What the exercise asks:
The word "RightWrist" occurs in some of the lines below; copy each of those lines.

Data to use:
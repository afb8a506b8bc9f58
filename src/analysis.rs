//! 姿勢スナップショット → 指標 → 分類 → 検証 → フィードバック
//!
//! 呼び出し間で状態を持たない。カタログと知識テーブルは読み取り専用なので
//! 1つの `Analyzer` を複数スレッドから同時に使ってよい。

use serde::Serialize;
use std::collections::BTreeSet;
use tracing::debug;

use crate::catalogue::Catalogue;
use crate::classifier::{Classifier, MatchKind, PostureLabel};
use crate::config::AnalysisConfig;
use crate::error::AnalysisError;
use crate::feedback::FeedbackGenerator;
use crate::flexibility::Flexibility;
use crate::knowledge::KnowledgeBase;
use crate::metrics::{self, MetricSet};
use crate::pose::{Joint, PoseSnapshot, PoseSource};
use crate::validation::{ValidationResult, Validator};

/// 表示・送信側に渡す解析結果
#[derive(Debug, Clone, PartialEq, Serialize)]
pub struct AnalysisReport {
    pub label: PostureLabel,
    pub confidence: f64,
    pub matched_by: MatchKind,
    pub flexibility: Flexibility,
    pub metrics: MetricSet,
    pub validation: ValidationResult,
    pub messages: Vec<String>,
    pub highlight_joints: BTreeSet<Joint>,
    pub score: f64,
}

#[derive(Debug, Clone)]
pub struct Analyzer {
    catalogue: Catalogue,
    knowledge: KnowledgeBase,
    classifier: Classifier,
    validator: Validator,
    min_visible_joints: usize,
}

impl Analyzer {
    pub fn new(catalogue: Catalogue, knowledge: KnowledgeBase, flexibility: Flexibility) -> Self {
        Self {
            catalogue,
            knowledge,
            classifier: Classifier::new(),
            validator: Validator::new(flexibility),
            min_visible_joints: AnalysisConfig::default().min_visible_joints,
        }
    }

    /// 設定から作成。外部カタログ・知識テーブルが読めなければ組み込みを使う
    pub fn from_config(config: &AnalysisConfig) -> Self {
        let catalogue = Catalogue::load_or_default(config.catalogue_path.as_deref());
        let knowledge = KnowledgeBase::load_or_default(config.knowledge_path.as_deref());
        Self::new(catalogue, knowledge, config.flexibility)
            .with_min_visible_joints(config.min_visible_joints)
    }

    pub fn with_flexibility(mut self, flexibility: Flexibility) -> Self {
        self.validator = Validator::new(flexibility);
        self
    }

    pub fn with_min_visible_joints(mut self, min: usize) -> Self {
        self.min_visible_joints = min;
        self
    }

    pub fn catalogue(&self) -> &Catalogue {
        &self.catalogue
    }

    pub fn flexibility(&self) -> Flexibility {
        self.validator.flexibility()
    }

    /// 検出結果（None = 姿勢なし）を解析
    pub fn analyze_detection(&self, detection: Option<&PoseSnapshot>) -> Result<AnalysisReport, AnalysisError> {
        match detection {
            Some(snapshot) => self.analyze(snapshot),
            None => Err(AnalysisError::NoPoseDetected),
        }
    }

    /// 画像を検出器に通してから解析
    pub fn analyze_source<S: PoseSource>(
        &self,
        source: &mut S,
        image: &S::Image,
    ) -> Result<AnalysisReport, AnalysisError> {
        let detection = source
            .detect(image)
            .map_err(|e| AnalysisError::Detection(format!("{:#}", e)))?;
        self.analyze_detection(detection.as_ref())
    }

    pub fn analyze(&self, snapshot: &PoseSnapshot) -> Result<AnalysisReport, AnalysisError> {
        let metrics = metrics::extract(snapshot);
        if snapshot.len() < self.min_visible_joints || metrics.defined_count() == 0 {
            debug!(visible = snapshot.len(), defined = metrics.defined_count(), "insufficient landmarks");
            return Err(AnalysisError::InsufficientLandmarks {
                visible: snapshot.len(),
                metrics,
            });
        }

        let classification = self.classifier.classify(&metrics, &self.catalogue);
        let validation = self.validator.validate(&classification.label, &metrics, &self.catalogue);
        let feedback = FeedbackGenerator::new(&self.catalogue, &self.knowledge).generate(
            &classification.label,
            &metrics,
            &validation,
        );

        debug!(
            label = %classification.label,
            confidence = classification.confidence,
            messages = feedback.messages.len(),
            score = feedback.score,
            "analysis complete"
        );

        Ok(AnalysisReport {
            label: classification.label,
            confidence: classification.confidence,
            matched_by: classification.matched_by,
            flexibility: self.validator.flexibility(),
            metrics,
            validation,
            messages: feedback.messages,
            highlight_joints: feedback.highlight_joints,
            score: feedback.score,
        })
    }
}

impl Default for Analyzer {
    fn default() -> Self {
        Self::new(Catalogue::built_in(), KnowledgeBase::built_in(), Flexibility::default())
    }
}

#[cfg(test)]
mod tests {
    use super::*;
    use crate::catalogue::{DOWNWARD_DOG, TADASANA, WARRIOR_II};
    use crate::metrics::Metric;
    use crate::pose::{JointPoint, StaticSource};
    use Joint::*;

    type P = (f64, f64);

    /// 画像座標で、数学的な角度（反時計回り・上が正）の方向へ len 進んだ点
    fn toward(from: P, deg: f64, len: f64) -> P {
        let rad = deg.to_radians();
        (from.0 + len * rad.cos(), from.1 - len * rad.sin())
    }

    /// 画像座標の p1→p2 の数学的な角度
    fn direction(p1: P, p2: P) -> f64 {
        f64::atan2(-(p2.1 - p1.1), p2.0 - p1.0).to_degrees()
    }

    fn snapshot(points: &[(Joint, P)]) -> PoseSnapshot {
        points.iter().map(|&(j, (x, y))| (j, JointPoint::new(x, y, 0.9))).collect()
    }

    fn mirror(p: P) -> P {
        (200.0 - p.0, p.1)
    }

    /// 直立: 膝・肘・股関節 ≈180°、体幹 ≈0°、足首/腰幅 ≈0.1
    fn standing() -> PoseSnapshot {
        let shoulder = (84.6, 50.0);
        let elbow = (84.6, 80.0);
        let wrist = (84.6, 110.0);
        let hip = (90.0, 110.0);
        let knee = (94.5, 160.0);
        let ankle = (99.0, 210.0);
        snapshot(&[
            (Nose, (100.0, 20.0)),
            (LeftShoulder, shoulder),
            (RightShoulder, mirror(shoulder)),
            (LeftElbow, elbow),
            (RightElbow, mirror(elbow)),
            (LeftWrist, wrist),
            (RightWrist, mirror(wrist)),
            (LeftHip, hip),
            (RightHip, mirror(hip)),
            (LeftKnee, knee),
            (RightKnee, mirror(knee)),
            (LeftAnkle, ankle),
            (RightAnkle, mirror(ankle)),
        ])
    }

    /// 横から見た逆V字: 股関節 ≈95°、膝・肘はまっすぐ
    fn downward_dog() -> PoseSnapshot {
        let hip = (100.0, 50.0);
        let knee = toward(hip, -60.0, 50.0);
        let ankle = toward(knee, -60.0, 50.0);
        let shoulder = toward(hip, -155.0, 60.0);
        let elbow = toward(shoulder, -155.0, 30.0);
        let wrist = toward(elbow, -155.0, 30.0);
        let shift = |p: P| (p.0 + 4.0, p.1);
        snapshot(&[
            (LeftHip, hip),
            (RightHip, shift(hip)),
            (LeftKnee, knee),
            (RightKnee, shift(knee)),
            (LeftAnkle, ankle),
            (RightAnkle, shift(ankle)),
            (LeftShoulder, shoulder),
            (RightShoulder, shift(shoulder)),
            (LeftElbow, elbow),
            (RightElbow, shift(elbow)),
            (LeftWrist, wrist),
            (RightWrist, shift(wrist)),
        ])
    }

    /// 左膝 ≈90°、右膝 ≈178°、両肩 ≈95°
    fn warrior_ii() -> PoseSnapshot {
        let ls = (80.0, 50.0);
        let rs = (120.0, 50.0);
        let lh = (90.0, 110.0);
        let rh = (110.0, 110.0);

        let left_arm = direction(ls, lh) - 95.0;
        let right_arm = direction(rs, rh) + 95.0;
        let le = toward(ls, left_arm, 30.0);
        let lw = toward(le, left_arm, 30.0);
        let re = toward(rs, right_arm, 30.0);
        let rw = toward(re, right_arm, 30.0);

        let lk = (50.0, 110.0);
        let la = (50.0, 160.0);
        let rk = toward(rh, -60.0, 50.0);
        let ra = toward(rk, -58.0, 50.0);

        snapshot(&[
            (LeftShoulder, ls),
            (RightShoulder, rs),
            (LeftElbow, le),
            (RightElbow, re),
            (LeftWrist, lw),
            (RightWrist, rw),
            (LeftHip, lh),
            (RightHip, rh),
            (LeftKnee, lk),
            (RightKnee, rk),
            (LeftAnkle, la),
            (RightAnkle, ra),
        ])
    }

    #[test]
    fn test_fixture_angles() {
        let m = metrics::extract(&warrior_ii());
        assert!((m.get(Metric::LeftKnee).unwrap() - 90.0).abs() < 1e-6);
        assert!((m.get(Metric::RightKnee).unwrap() - 178.0).abs() < 1e-6);
        assert!((m.get(Metric::LeftShoulder).unwrap() - 95.0).abs() < 1e-6);
        assert!((m.get(Metric::RightShoulder).unwrap() - 95.0).abs() < 1e-6);

        let m = metrics::extract(&downward_dog());
        assert!((m.get(Metric::LeftHip).unwrap() - 95.0).abs() < 1e-6);
        assert!((m.get(Metric::RightElbow).unwrap() - 180.0).abs() < 1e-6);

        let m = metrics::extract(&standing());
        assert!((m.get(Metric::AnkleToHipRatio).unwrap() - 0.1).abs() < 1e-9);
        assert!((m.get(Metric::LeftHip).unwrap() - 180.0).abs() < 1e-6);
    }

    #[test]
    fn test_scenario_standing() {
        let report = Analyzer::default().analyze(&standing()).unwrap();
        assert_eq!(report.label.as_str(), TADASANA);
        assert!(report.confidence >= 0.7);
        assert_eq!(report.validation.failing().count(), 0);
        assert_eq!(report.validation.metrics.len(), 8);
        assert!(report.validation.metrics.iter().all(|c| c.ok));
        assert!(report.highlight_joints.is_empty());
        assert_eq!(report.score, 1.0);
        // 修正なし、知識テーブルの3行のみ
        assert_eq!(report.messages.len(), 3);
    }

    #[test]
    fn test_scenario_downward_dog() {
        let report = Analyzer::default().analyze(&downward_dog()).unwrap();
        assert_eq!(report.label.as_str(), DOWNWARD_DOG);
        assert!(report.confidence >= 0.5);
        assert_eq!(report.matched_by, MatchKind::Heuristic);
        assert_eq!(report.validation.failing().count(), 0);
    }

    #[test]
    fn test_scenario_warrior_ii() {
        let report = Analyzer::default().analyze(&warrior_ii()).unwrap();
        assert_eq!(report.label.as_str(), WARRIOR_II);
        assert!(report.confidence >= 0.5);
        let combo = report.validation.composite("knees_combo").unwrap();
        assert_eq!(combo.ok, Some(true));
        assert_eq!(combo.bent_side, Some(Metric::LeftKnee));
        assert!(!report.messages.iter().any(|m| m.starts_with("Bend front knee")));
    }

    #[test]
    fn test_scenario_missing_wrists() {
        let mut pose = standing();
        pose.remove(LeftWrist);
        pose.remove(RightWrist);
        let report = Analyzer::default().analyze(&pose).unwrap();

        assert_eq!(report.metrics.get(Metric::LeftElbow), None);
        assert_eq!(report.metrics.get(Metric::RightElbow), None);
        assert!(report.metrics.get(Metric::LeftKnee).is_some());
        assert_eq!(report.label.as_str(), TADASANA);
        assert_eq!(report.matched_by, MatchKind::SoftMatch);

        let elbow = report.validation.metric(Metric::LeftElbow).unwrap();
        assert!(!elbow.is_evaluable());
        assert_eq!(elbow.delta, 0.0);
        for message in &report.messages {
            let lower = message.to_lowercase();
            assert!(!lower.contains("elbow") && !lower.contains(" arm"), "{}", message);
        }
        assert!(!report.highlight_joints.contains(&LeftElbow));
        assert!(!report.highlight_joints.contains(&RightElbow));
    }

    #[test]
    fn test_scenario_no_pose() {
        let analyzer = Analyzer::default();
        assert!(matches!(analyzer.analyze_detection(None), Err(AnalysisError::NoPoseDetected)));

        let mut source = StaticSource::new(None);
        assert!(matches!(
            analyzer.analyze_source(&mut source, &()),
            Err(AnalysisError::NoPoseDetected)
        ));
    }

    #[test]
    fn test_source_with_pose() {
        let mut source = StaticSource::new(Some(downward_dog()));
        let report = Analyzer::default().analyze_source(&mut source, &()).unwrap();
        assert_eq!(report.label.as_str(), DOWNWARD_DOG);
    }

    #[test]
    fn test_insufficient_landmarks() {
        let analyzer = Analyzer::default();
        let two = snapshot(&[(LeftHip, (0.0, 0.0)), (RightHip, (10.0, 0.0))]);
        match analyzer.analyze(&two) {
            Err(AnalysisError::InsufficientLandmarks { visible, metrics }) => {
                assert_eq!(visible, 2);
                assert!(metrics.get(Metric::HipTilt).is_some());
                assert_eq!(metrics.get(Metric::LeftKnee), None);
            }
            other => panic!("unexpected {:?}", other),
        }

        // 関節は十分だがどの指標にも使えない
        let face = snapshot(&[
            (Nose, (50.0, 50.0)),
            (LeftEye, (45.0, 45.0)),
            (RightEye, (55.0, 45.0)),
            (LeftEar, (40.0, 50.0)),
            (RightEar, (60.0, 50.0)),
        ]);
        assert!(matches!(
            analyzer.analyze(&face),
            Err(AnalysisError::InsufficientLandmarks { visible: 5, .. })
        ));
    }

    #[test]
    fn test_flexibility_changes_validation_only() {
        let mut pose = standing();
        // 右膝を少し曲げる
        let hip = mirror((90.0, 110.0));
        let knee = toward(hip, -95.0, 50.0);
        pose.insert(RightKnee, JointPoint::new(knee.0, knee.1, 0.9));
        pose.insert(RightAnkle, {
            let a = toward(knee, -72.0, 50.0);
            JointPoint::new(a.0, a.1, 0.9)
        });

        let low = Analyzer::default().with_flexibility(Flexibility::Low).analyze(&pose).unwrap();
        let high = Analyzer::default().with_flexibility(Flexibility::High).analyze(&pose).unwrap();
        assert_eq!(low.label, high.label);
        assert_eq!(low.confidence, high.confidence);
        let low_range = low.validation.metric(Metric::RightKnee).unwrap().range;
        let high_range = high.validation.metric(Metric::RightKnee).unwrap().range;
        assert!(low_range.low < high_range.low);
    }

    #[test]
    fn test_report_json() {
        let report = Analyzer::default().analyze(&warrior_ii()).unwrap();
        let json = serde_json::to_value(&report).unwrap();
        assert_eq!(json["label"], WARRIOR_II);
        assert_eq!(json["flexibility"], "medium");
        assert!(json["metrics"]["left_knee"].is_number());
        assert!(json["highlight_joints"].is_array());
        assert!(json["messages"].is_array());
    }

    #[test]
    fn test_analyzer_is_shareable() {
        fn assert_send_sync<T: Send + Sync>() {}
        assert_send_sync::<Analyzer>();

        let analyzer = &Analyzer::default();
        let pose = &standing();
        std::thread::scope(|s| {
            let handles: Vec<_> = (0..4).map(|_| s.spawn(move || analyzer.analyze(pose).unwrap())).collect();
            for h in handles {
                assert_eq!(h.join().unwrap().label.as_str(), TADASANA);
            }
        });
    }
}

Finished exercise:
            (RightWrist, mirror(wrist)),
            (RightWrist, shift(wrist)),
            (RightWrist, rw),
        pose.remove(RightWrist);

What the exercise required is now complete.